Stretching relaxes the body and improves flexibility. As athletes, it should be part of your daily life.
Reduces muscle tension and enhances relaxation
Helps co-ordination by allowing for easier movement
Increases range of motion
Prevents injuries such as muscle strains (pre-stretched muscle resists stress better than a non-stretched muscle)
Prepares you for strenuous activity
Develops body awareness
Stretching should be performed in the early part of the warm-up and cool-down phases of exercise. The correct way to stretch is with a relaxed, sustained stretch, with your attention focussed on the muscles being stretched.

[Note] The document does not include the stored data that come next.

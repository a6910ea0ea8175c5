use std::collections::{BTreeMap, VecDeque};

use bytes::{Bytes, BytesMut};

use crate::net::{ACK_BITS, AckHeader, SegmentFrame, sequence_diff};

#[derive(Debug, Clone, Copy, PartialEq, Eq)]
pub enum ReceiveOutcome {
    Accepted,
    Duplicate,
    OutOfWindow,
}

/// Receiver half of the reliable channel.
///
/// Buffers segments that arrive ahead of `cursor` and releases complete
/// messages strictly in sequence order. Anything below the cursor has already
/// been delivered and is dropped.
#[derive(Debug)]
pub struct ReceiveWindow {
    cursor: u32,
    window_size: u32,
    buffer: BTreeMap<u32, (u8, Bytes)>,
    assembling: BytesMut,
    ready: VecDeque<Bytes>,
    ack_pending: bool,
}

impl ReceiveWindow {
    pub fn new(window_size: u16) -> Self {
        Self {
            cursor: 0,
            window_size: u32::from(window_size.max(1)),
            buffer: BTreeMap::new(),
            assembling: BytesMut::new(),
            ready: VecDeque::new(),
            ack_pending: false,
        }
    }

    pub fn insert(&mut self, segment: SegmentFrame) -> ReceiveOutcome {
        // the sender needs an ack even for duplicates, its ack may have been lost
        self.ack_pending = true;

        let offset = sequence_diff(segment.sequence, self.cursor);
        if offset < 0 {
            return ReceiveOutcome::Duplicate;
        }
        if offset as u32 >= self.window_size {
            log::trace!(
                "Segment {} outside receive window at {}",
                segment.sequence,
                self.cursor
            );
            return ReceiveOutcome::OutOfWindow;
        }
        if self.buffer.contains_key(&segment.sequence) {
            return ReceiveOutcome::Duplicate;
        }

        self.buffer
            .insert(segment.sequence, (segment.fragment, segment.payload));
        self.advance();
        ReceiveOutcome::Accepted
    }

    fn advance(&mut self) {
        while let Some((fragment, payload)) = self.buffer.remove(&self.cursor) {
            self.cursor = self.cursor.wrapping_add(1);
            if fragment == 0 && self.assembling.is_empty() {
                self.ready.push_back(payload);
                continue;
            }

            self.assembling.extend_from_slice(&payload);
            if fragment == 0 {
                self.ready.push_back(self.assembling.split().freeze());
            }
        }
    }

    pub fn ack_header(&self) -> AckHeader {
        let mut bits = 0u32;
        for i in 0..ACK_BITS {
            let sequence = self.cursor.wrapping_add(i + 1);
            if self.buffer.contains_key(&sequence) {
                bits |= 1 << i;
            }
        }

        let free = self.window_size.saturating_sub(self.buffer.len() as u32);
        AckHeader {
            cursor: self.cursor,
            bits,
            window: free.min(u32::from(u16::MAX)) as u16,
        }
    }

    pub fn ack_pending(&self) -> bool {
        self.ack_pending
    }

    pub fn take_ack_pending(&mut self) -> bool {
        std::mem::take(&mut self.ack_pending)
    }

    pub fn pop_message(&mut self) -> Option<Bytes> {
        self.ready.pop_front()
    }

    pub fn cursor(&self) -> u32 {
        self.cursor
    }

    pub fn buffered(&self) -> usize {
        self.buffer.len()
    }

    pub fn clear(&mut self) {
        self.buffer.clear();
        self.assembling.clear();
        self.ready.clear();
        self.ack_pending = false;
    }
}

#[cfg(test)]
mod tests {
    use super::*;

    fn segment(sequence: u32, data: &'static [u8]) -> SegmentFrame {
        fragment(sequence, 0, data)
    }

    fn fragment(sequence: u32, fragment: u8, data: &'static [u8]) -> SegmentFrame {
        SegmentFrame {
            sequence,
            fragment,
            payload: Bytes::from_static(data),
        }
    }

    fn drain(window: &mut ReceiveWindow) -> Vec<Bytes> {
        std::iter::from_fn(|| window.pop_message()).collect()
    }

    #[test]
    fn test_in_order_delivery() {
        let mut window = ReceiveWindow::new(16);
        assert_eq!(window.insert(segment(0, b"a")), ReceiveOutcome::Accepted);
        assert_eq!(window.insert(segment(1, b"b")), ReceiveOutcome::Accepted);

        assert_eq!(drain(&mut window), vec![&b"a"[..], &b"b"[..]]);
        assert_eq!(window.cursor(), 2);
    }

    #[test]
    fn test_out_of_order_held_until_gap_filled() {
        let mut window = ReceiveWindow::new(16);
        window.insert(segment(2, b"c"));
        window.insert(segment(1, b"b"));
        assert!(window.pop_message().is_none());

        let ack = window.ack_header();
        assert_eq!(ack.cursor, 0);
        assert_eq!(ack.bits, 0b11);
        assert_eq!(ack.window, 14);

        window.insert(segment(0, b"a"));
        assert_eq!(drain(&mut window), vec![&b"a"[..], &b"b"[..], &b"c"[..]]);
        assert_eq!(window.ack_header().bits, 0);
    }

    #[test]
    fn test_duplicates_dropped() {
        let mut window = ReceiveWindow::new(16);
        window.insert(segment(0, b"a"));
        window.insert(segment(2, b"c"));

        assert_eq!(window.insert(segment(0, b"a")), ReceiveOutcome::Duplicate);
        assert_eq!(window.insert(segment(2, b"c")), ReceiveOutcome::Duplicate);
        assert_eq!(drain(&mut window), vec![&b"a"[..]]);
    }

    #[test]
    fn test_outside_window_rejected() {
        let mut window = ReceiveWindow::new(4);
        assert_eq!(window.insert(segment(4, b"x")), ReceiveOutcome::OutOfWindow);
        assert_eq!(window.insert(segment(3, b"x")), ReceiveOutcome::Accepted);
    }

    #[test]
    fn test_reassembles_fragments() {
        let mut window = ReceiveWindow::new(16);
        window.insert(fragment(2, 0, b"!"));
        window.insert(fragment(0, 2, b"hel"));
        assert!(window.pop_message().is_none());
        window.insert(fragment(1, 1, b"lo"));
        window.insert(segment(3, b"next"));

        assert_eq!(drain(&mut window), vec![&b"hello!"[..], &b"next"[..]]);
    }

    #[test]
    fn test_any_permutation_with_duplicates_delivers_in_order() {
        let messages: Vec<&'static [u8]> = vec![b"m0", b"m1", b"m2", b"m3", b"m4", b"m5"];
        let orders: [&[u32]; 4] = [
            &[5, 4, 3, 2, 1, 0],
            &[1, 1, 0, 3, 2, 2, 5, 0, 4],
            &[0, 2, 4, 1, 3, 5, 5, 3],
            &[3, 0, 0, 5, 1, 4, 2, 1],
        ];

        for order in orders {
            let mut window = ReceiveWindow::new(8);
            let mut delivered = Vec::new();
            for &sequence in order {
                window.insert(segment(sequence, messages[sequence as usize]));
                delivered.extend(drain(&mut window));
            }
            assert_eq!(delivered, messages, "order {:?}", order);
        }
    }

    #[test]
    fn test_sequence_wraps() {
        let mut window = ReceiveWindow::new(8);
        window.cursor = u32::MAX - 1;

        window.insert(segment(0, b"c"));
        window.insert(segment(u32::MAX, b"b"));
        window.insert(segment(u32::MAX - 1, b"a"));

        assert_eq!(drain(&mut window), vec![&b"a"[..], &b"b"[..], &b"c"[..]]);
        assert_eq!(window.cursor(), 1);
    }

    #[test]
    fn test_ack_pending_set_by_duplicates() {
        let mut window = ReceiveWindow::new(8);
        window.insert(segment(0, b"a"));
        assert!(window.take_ack_pending());
        assert!(!window.ack_pending());

        window.insert(segment(0, b"a"));
        assert!(window.take_ack_pending());
    }
}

Regular stretching helps to make movements easier, however it may take time to loosen tight muscles – be patient!
The Stretch Reflex
The muscles are protected by a mechanism called “The Stretch Reflex”. Anytime the muscles are stretched too far, the nerves respond by signalling the muscles to contract – this helps prevent muscle injury. Therefore if you stretch too far, you tighten the muscles you are aiming to stretch.

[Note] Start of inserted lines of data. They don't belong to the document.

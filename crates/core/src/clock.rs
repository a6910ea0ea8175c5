use std::sync::Arc;
use std::sync::atomic::{AtomicU64, Ordering};
use std::time::{Duration, Instant};

/// Monotonic time source. `now` is measured from an arbitrary epoch and never
/// goes backwards.
pub trait Clock {
    fn now(&self) -> Duration;
}

#[derive(Debug, Clone, Copy)]
pub struct MonotonicClock {
    start: Instant,
}

impl MonotonicClock {
    pub fn new() -> Self {
        Self {
            start: Instant::now(),
        }
    }
}

impl Default for MonotonicClock {
    fn default() -> Self {
        Self::new()
    }
}

impl Clock for MonotonicClock {
    fn now(&self) -> Duration {
        self.start.elapsed()
    }
}

/// Clock that only moves when told to. Clones share the same time.
#[derive(Debug, Clone, Default)]
pub struct ManualClock {
    nanos: Arc<AtomicU64>,
}

impl ManualClock {
    pub fn new() -> Self {
        Self::default()
    }

    pub fn advance(&self, by: Duration) {
        self.nanos
            .fetch_add(by.as_nanos() as u64, Ordering::SeqCst);
    }

    /// Moves the clock to `to`. Earlier values are ignored.
    pub fn set(&self, to: Duration) {
        self.nanos.fetch_max(to.as_nanos() as u64, Ordering::SeqCst);
    }
}

impl Clock for ManualClock {
    fn now(&self) -> Duration {
        Duration::from_nanos(self.nanos.load(Ordering::SeqCst))
    }
}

Holding a stretch as far as you can go or bouncing up and down strains the muscles and activates the stretch reflex. This can cause pain and tissue damage.
Step One – The Easy Stretch
When you begin a stretch, spend 20 breaths in the easy stretch. Go to the point where you feel mild tension and relax as you hold the stretch. The feeling of tension should subside as you hold that position – if not, ease off slightly. This stretch reduces muscular tightness.
Step Two – The Developmental Stretch
After the Easy Stretch, move slowly into the Developmental Stretch. Move a fraction of an inch further until you again feel a mild tension. Hold for 30 breaths. Be in control. Again, the tension should subside – if not, ease off slightly. This stretch increases muscle flexibility.